I plan on starting with SUS and SEI in HAM1, and will move through the system ending with HAM6.
There's been a bit of a hitch with the guardian upgrade. The new machine (h1guardian1) has been setup and configured. The new supervision system and control interface are fully in place, and all HAM1 and HAM2 SUS and SEI nodes have been moved to the new configuration. Configuration is currently documented in the guardian gitlab wiki.
Unfortunately, node processes are occasionally spontaneously seg faulting for no apparent reason. The failures are happening at a rate of roughly one every 6 hours or so. I configured systemd to catch and log coredumps from segfaults for inspection (using the systemd-coredump utility). After we caught our next segfault (which happened only a couple of hours later), Jonathan Hanks and I started digging into the core to see what we could ferret out. It appears to be some sort of memory corruption error, but we have not yet determined where in the stack the problem is coming from. I suspect that it's in the pcaspy EPICS portable channel access python bindings, but it could be in EPICS. I think it's unlikely that it's in python2.7 itself, although we aren't ruling anything out.
We then set up the processes to be run under electric fence to try to catch any memory out-of-bounds errors. This morning I found two processes that had been killed by efence, but I have not yet inspected the core files in depth. Below are the coredump summaries from coredumpctl on h1guardian1.

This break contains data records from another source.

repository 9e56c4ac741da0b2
//! Router construction

use crate::auth::{admin_auth_middleware, AuthState};
use crate::handlers::{album, artist, delete, genre, health, track};
use crate::state::AppState;
use axum::extract::DefaultBodyLimit;
use axum::routing::{get, post};
use axum::{middleware, Router};
use std::sync::Arc;
use tower_http::limit::RequestBodyLimitLayer;
use tower_http::services::ServeDir;
use tower_http::trace::TraceLayer;

/// Room for multipart boundaries and text fields on top of the file itself.
const MULTIPART_OVERHEAD_BYTES: usize = 64 * 1024;

pub fn setup_routes(state: Arc<AppState>) -> Router {
    let auth_state = Arc::new(AuthState {
        admin_token: state.config.admin_token.clone(),
    });
    let body_limit = state.config.max_upload_size_bytes + MULTIPART_OVERHEAD_BYTES;
    let files = ServeDir::new(&state.config.upload_dir);

    Router::new()
        .route("/health", get(health::health))
        .nest("/admin", admin_routes(auth_state))
        .nest_service("/files", files)
        .layer(DefaultBodyLimit::disable())
        .layer(RequestBodyLimitLayer::new(body_limit))
        .layer(TraceLayer::new_for_http())
        .with_state(state)
}

fn admin_routes(auth_state: Arc<AuthState>) -> Router<Arc<AppState>> {
    Router::new()
        .route(
            "/genre",
            post(genre::create_genre)
                .patch(genre::update_genre)
                .delete(delete::delete_genre),
        )
        .route(
            "/artist",
            post(artist::create_artist)
                .patch(artist::update_artist)
                .delete(delete::delete_artist),
        )
        .route(
            "/album",
            post(album::create_album)
                .patch(album::update_album)
                .delete(delete::delete_album),
        )
        .route(
            "/track",
            post(track::create_track)
                .patch(track::update_track)
                .delete(delete::delete_track),
        )
        .layer(middleware::from_fn_with_state(
            auth_state,
            admin_auth_middleware,
        ))
}
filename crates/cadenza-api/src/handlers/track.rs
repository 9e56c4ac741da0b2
use crate::error::HttpAppError;
use crate::handlers::{ensure_exists, form::UploadForm, IdQuery};
use crate::state::AppState;
use axum::{
    extract::{rejection::QueryRejection, Multipart, Query, State},
    http::StatusCode,
    response::IntoResponse,
    Json,
};
use cadenza_core::models::{NewTrack, TrackChanges};
use cadenza_core::{AppError, AssetCategory, EntityKind, StoredAssetDescriptor};
use cadenza_processing::UploadRequest;
use std::sync::Arc;

/// Run an upload through the transcoding pipeline and return its directory
/// key with the whole-second duration.
async fn ingest_audio(
    state: &AppState,
    upload: UploadRequest,
) -> Result<(String, i32), HttpAppError> {
    let StoredAssetDescriptor {
        logical_key,
        duration_seconds,
    } = state
        .ingest
        .ingest(AssetCategory::TrackAudio, upload)
        .await?;

    match duration_seconds {
        Some(duration) => Ok((logical_key, duration as i32)),
        None => {
            state.ingest.discard(&logical_key).await;
            Err(AppError::Internal("audio ingest returned no duration".to_string()).into())
        }
    }
}

/// Ingest and transcode an audio upload, then record the track.
#[tracing::instrument(skip(state, multipart))]
pub async fn create_track(
    State(state): State<Arc<AppState>>,
    multipart: Multipart,
) -> Result<impl IntoResponse, HttpAppError> {
    let mut form = UploadForm::read(multipart).await?;
    let name = form.required("name")?;
    let album = form.uuid("album")?;
    let artists = form.required_uuid_list("artists")?;
    let lyrics = form.text("lyrics");
    let upload = form.require_file()?;

    ensure_exists(state.catalog.as_ref(), EntityKind::Album, &[album]).await?;
    ensure_exists(state.catalog.as_ref(), EntityKind::Artist, &artists).await?;

    let (audio_dir, duration_seconds) = ingest_audio(&state, upload).await?;

    let track = match state
        .catalog
        .insert_track(NewTrack {
            name,
            album,
            artists,
            audio_dir: audio_dir.clone(),
            duration_seconds,
            lyrics,
        })
        .await
    {
        Ok(track) => track,
        Err(e) => {
            state.ingest.discard(&audio_dir).await;
            return Err(e.into());
        }
    };

    tracing::info!(
        track_id = %track.id,
        key = %track.audio_dir,
        duration_seconds = track.duration_seconds,
        "Track created"
    );
    Ok((StatusCode::CREATED, Json(track)))
}

/// Partially update a track.
///
/// A new audio file is transcoded into a fresh directory first. The previous
/// directory is removed only once the record points at the new one; any
/// failure before that leaves the old audio and record untouched.
#[tracing::instrument(skip(state, query, multipart))]
pub async fn update_track(
    State(state): State<Arc<AppState>>,
    query: Result<Query<IdQuery>, QueryRejection>,
    multipart: Multipart,
) -> Result<impl IntoResponse, HttpAppError> {
    let Query(IdQuery { id }) = query?;
    let mut form = UploadForm::read(multipart).await?;
    let name = form.text("name");
    let album = form.optional_uuid("album")?;
    let artists = form.optional_uuid_list("artists")?;
    let lyrics = form.text("lyrics");
    let upload = form.take_file();

    if name.is_none()
        && album.is_none()
        && artists.is_none()
        && lyrics.is_none()
        && upload.is_none()
    {
        return Err(AppError::InvalidInput("Nothing to update".to_string()).into());
    }

    let existing = state
        .catalog
        .get_track(id)
        .await?
        .ok_or_else(|| AppError::NotFound("Track not found".to_string()))?;

    if let Some(album) = album {
        ensure_exists(state.catalog.as_ref(), EntityKind::Album, &[album]).await?;
    }
    if let Some(artists) = &artists {
        ensure_exists(state.catalog.as_ref(), EntityKind::Artist, artists).await?;
    }

    let audio = match upload {
        Some(upload) => Some(ingest_audio(&state, upload).await?),
        None => None,
    };
    let new_dir = audio.as_ref().map(|(dir, _)| dir.clone());

    let changes = TrackChanges {
        name,
        album,
        artists,
        audio_dir: new_dir.clone(),
        duration_seconds: audio.map(|(_, duration)| duration),
        lyrics,
    };
    let updated = match state.catalog.update_track(id, changes).await {
        Ok(Some(track)) => track,
        Ok(None) => {
            if let Some(dir) = &new_dir {
                state.ingest.discard(dir).await;
            }
            return Err(AppError::NotFound("Track not found".to_string()).into());
        }
        Err(e) => {
            if let Some(dir) = &new_dir {
                state.ingest.discard(dir).await;
            }
            return Err(e.into());
        }
    };

    if new_dir.is_some() && existing.audio_dir != updated.audio_dir {
        state.ingest.discard(&existing.audio_dir).await;
    }

    tracing::info!(
        track_id = %updated.id,
        key = %updated.audio_dir,
        duration_seconds = updated.duration_seconds,
        "Track updated"
    );
    Ok(Json(updated))
}
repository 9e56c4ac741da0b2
//! In-memory catalog store
//!
//! Backs the API integration tests and local tooling without a database.
//! Dependent lookups understand exactly the fields the cascade table uses.

use async_trait::async_trait;
use cadenza_core::models::{
    Album, AlbumChanges, Artist, CatalogEntry, DependentRecord, DependentRule, EntityKind, Genre,
    NewAlbum, NewArtist, NewGenre, NewTrack, Track, TrackChanges,
};
use cadenza_core::AppError;
use chrono::Utc;
use std::collections::HashMap;
use std::sync::{Arc, Mutex, MutexGuard};
use uuid::Uuid;

use super::catalog::CatalogStore;

#[derive(Default)]
struct Collections {
    artists: HashMap<Uuid, Artist>,
    albums: HashMap<Uuid, Album>,
    tracks: HashMap<Uuid, Track>,
    genres: HashMap<Uuid, Genre>,
}

#[derive(Clone, Default)]
pub struct InMemoryCatalogStore {
    collections: Arc<Mutex<Collections>>,
}

impl InMemoryCatalogStore {
    pub fn new() -> Self {
        Self::default()
    }

    fn lock(&self) -> Result<MutexGuard<'_, Collections>, AppError> {
        self.collections
            .lock()
            .map_err(|_| AppError::Internal("catalog store lock poisoned".to_string()))
    }

    /// Number of records currently stored for `kind`.
    pub fn count(&self, kind: EntityKind) -> usize {
        let Ok(collections) = self.collections.lock() else {
            return 0;
        };
        match kind {
            EntityKind::Artist => collections.artists.len(),
            EntityKind::Album => collections.albums.len(),
            EntityKind::Track => collections.tracks.len(),
            EntityKind::Genre => collections.genres.len(),
        }
    }
}

fn unknown_field(rule: &DependentRule) -> AppError {
    AppError::Internal(format!(
        "no dependent lookup for {}.{}",
        rule.dependent.collection(),
        rule.field
    ))
}

#[async_trait]
impl CatalogStore for InMemoryCatalogStore {
    async fn find_entry(
        &self,
        kind: EntityKind,
        id: Uuid,
    ) -> Result<Option<CatalogEntry>, AppError> {
        let collections = self.lock()?;
        let found = match kind {
            EntityKind::Artist => collections
                .artists
                .get(&id)
                .map(|a| (a.name.clone(), Some(a.artwork_key.clone()))),
            EntityKind::Album => collections
                .albums
                .get(&id)
                .map(|a| (a.name.clone(), Some(a.artwork_key.clone()))),
            EntityKind::Track => collections
                .tracks
                .get(&id)
                .map(|t| (t.name.clone(), Some(t.audio_dir.clone()))),
            EntityKind::Genre => collections.genres.get(&id).map(|g| (g.name.clone(), None)),
        };

        Ok(found.map(|(display_name, asset_key)| CatalogEntry {
            kind,
            id,
            display_name,
            asset_key,
        }))
    }

    async fn find_dependents(
        &self,
        rule: &DependentRule,
        parent_id: Uuid,
    ) -> Result<Vec<DependentRecord>, AppError> {
        let collections = self.lock()?;
        let mut dependents: Vec<DependentRecord> = match (rule.dependent, rule.field) {
            (EntityKind::Track, "album") => collections
                .tracks
                .values()
                .filter(|t| t.album == parent_id)
                .map(|t| record(t.id, &t.name))
                .collect(),
            (EntityKind::Track, "artists") => collections
                .tracks
                .values()
                .filter(|t| t.artists.contains(&parent_id))
                .map(|t| record(t.id, &t.name))
                .collect(),
            (EntityKind::Album, "artists") => collections
                .albums
                .values()
                .filter(|a| a.artists.contains(&parent_id))
                .map(|a| record(a.id, &a.name))
                .collect(),
            (EntityKind::Album, "genres") => collections
                .albums
                .values()
                .filter(|a| a.genres.contains(&parent_id))
                .map(|a| record(a.id, &a.name))
                .collect(),
            _ => return Err(unknown_field(rule)),
        };

        dependents.sort_by_key(|d| d.id);
        Ok(dependents)
    }

    async fn delete_entity(&self, kind: EntityKind, id: Uuid) -> Result<bool, AppError> {
        let mut collections = self.lock()?;
        let removed = match kind {
            EntityKind::Artist => collections.artists.remove(&id).is_some(),
            EntityKind::Album => collections.albums.remove(&id).is_some(),
            EntityKind::Track => collections.tracks.remove(&id).is_some(),
            EntityKind::Genre => collections.genres.remove(&id).is_some(),
        };
        Ok(removed)
    }

    async fn insert_genre(&self, genre: NewGenre) -> Result<Genre, AppError> {
        let mut collections = self.lock()?;
        if collections.genres.values().any(|g| g.name == genre.name) {
            return Err(AppError::InvalidInput(format!(
                "Genre '{}' already exists",
                genre.name
            )));
        }

        let genre = Genre {
            id: Uuid::new_v4(),
            name: genre.name,
            created_at: Utc::now(),
        };
        collections.genres.insert(genre.id, genre.clone());
        Ok(genre)
    }

    async fn update_genre(&self, id: Uuid, name: String) -> Result<Option<Genre>, AppError> {
        let mut collections = self.lock()?;
        if collections
            .genres
            .values()
            .any(|g| g.id != id && g.name == name)
        {
            return Err(AppError::InvalidInput(format!(
                "Genre '{}' already exists",
                name
            )));
        }

        let Some(genre) = collections.genres.get_mut(&id) else {
            return Ok(None);
        };
        genre.name = name;
        Ok(Some(genre.clone()))
    }

    async fn insert_artist(&self, artist: NewArtist) -> Result<Artist, AppError> {
        let now = Utc::now();
        let artist = Artist {
            id: Uuid::new_v4(),
            name: artist.name,
            artwork_key: artist.artwork_key,
            created_at: now,
            updated_at: now,
        };
        self.lock()?.artists.insert(artist.id, artist.clone());
        Ok(artist)
    }

    async fn get_artist(&self, id: Uuid) -> Result<Option<Artist>, AppError> {
        Ok(self.lock()?.artists.get(&id).cloned())
    }

    async fn update_artist(
        &self,
        id: Uuid,
        name: Option<String>,
        artwork_key: Option<String>,
    ) -> Result<Option<Artist>, AppError> {
        let mut collections = self.lock()?;
        let Some(artist) = collections.artists.get_mut(&id) else {
            return Ok(None);
        };

        if let Some(name) = name {
            artist.name = name;
        }
        if let Some(artwork_key) = artwork_key {
            artist.artwork_key = artwork_key;
        }
        artist.updated_at = Utc::now();
        Ok(Some(artist.clone()))
    }

    async fn insert_album(&self, album: NewAlbum) -> Result<Album, AppError> {
        let now = Utc::now();
        let album = Album {
            id: Uuid::new_v4(),
            name: album.name,
            artists: album.artists,
            genres: album.genres,
            artwork_key: album.artwork_key,
            created_at: now,
            updated_at: now,
        };
        self.lock()?.albums.insert(album.id, album.clone());
        Ok(album)
    }

    async fn get_album(&self, id: Uuid) -> Result<Option<Album>, AppError> {
        Ok(self.lock()?.albums.get(&id).cloned())
    }

    async fn update_album(
        &self,
        id: Uuid,
        changes: AlbumChanges,
    ) -> Result<Option<Album>, AppError> {
        let mut collections = self.lock()?;
        let Some(album) = collections.albums.get_mut(&id) else {
            return Ok(None);
        };

        if let Some(name) = changes.name {
            album.name = name;
        }
        if let Some(artists) = changes.artists {
            album.artists = artists;
        }
        if let Some(genres) = changes.genres {
            album.genres = genres;
        }
        if let Some(artwork_key) = changes.artwork_key {
            album.artwork_key = artwork_key;
        }
        album.updated_at = Utc::now();
        Ok(Some(album.clone()))
    }

    async fn insert_track(&self, track: NewTrack) -> Result<Track, AppError> {
        let now = Utc::now();
        let track = Track {
            id: Uuid::new_v4(),
            name: track.name,
            album: track.album,
            artists: track.artists,
            audio_dir: track.audio_dir,
            duration_seconds: track.duration_seconds,
            lyrics: track.lyrics,
            created_at: now,
            updated_at: now,
        };
        self.lock()?.tracks.insert(track.id, track.clone());
        Ok(track)
    }

    async fn get_track(&self, id: Uuid) -> Result<Option<Track>, AppError> {
        Ok(self.lock()?.tracks.get(&id).cloned())
    }

    async fn update_track(
        &self,
        id: Uuid,
        changes: TrackChanges,
    ) -> Result<Option<Track>, AppError> {
        let mut collections = self.lock()?;
        let Some(track) = collections.tracks.get_mut(&id) else {
            return Ok(None);
        };

        if let Some(name) = changes.name {
            track.name = name;
        }
        if let Some(album) = changes.album {
            track.album = album;
        }
        if let Some(artists) = changes.artists {
            track.artists = artists;
        }
        if let Some(audio_dir) = changes.audio_dir {
            track.audio_dir = audio_dir;
        }
        if let Some(duration_seconds) = changes.duration_seconds {
            track.duration_seconds = duration_seconds;
        }
        if let Some(lyrics) = changes.lyrics {
            track.lyrics = Some(lyrics);
        }
        track.updated_at = Utc::now();
        Ok(Some(track.clone()))
    }

    async fn referenced_asset_keys(&self) -> Result<Vec<String>, AppError> {
        let collections = self.lock()?;
        let keys = collections
            .artists
            .values()
            .map(|a| a.artwork_key.clone())
            .chain(collections.albums.values().map(|a| a.artwork_key.clone()))
            .chain(collections.tracks.values().map(|t| t.audio_dir.clone()))
            .collect();
        Ok(keys)
    }
}

fn record(id: Uuid, name: &str) -> DependentRecord {
    DependentRecord {
        id,
        display_name: name.to_string(),
    }
}
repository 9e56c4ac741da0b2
mod init;

pub use init::init_telemetry;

This does not bode well for the upgrade. Best case we figure out what we think is causing the segfaults early in the week, but there still won't be enough time to fix the issue, test, and deploy before the end of the week. A de-scoped agenda would be to just do a basic guardian core upgrade in the existing configuration on h1guardian0 and delay the move to Debian 9 and systemd until we can fully resolve the segfault issue.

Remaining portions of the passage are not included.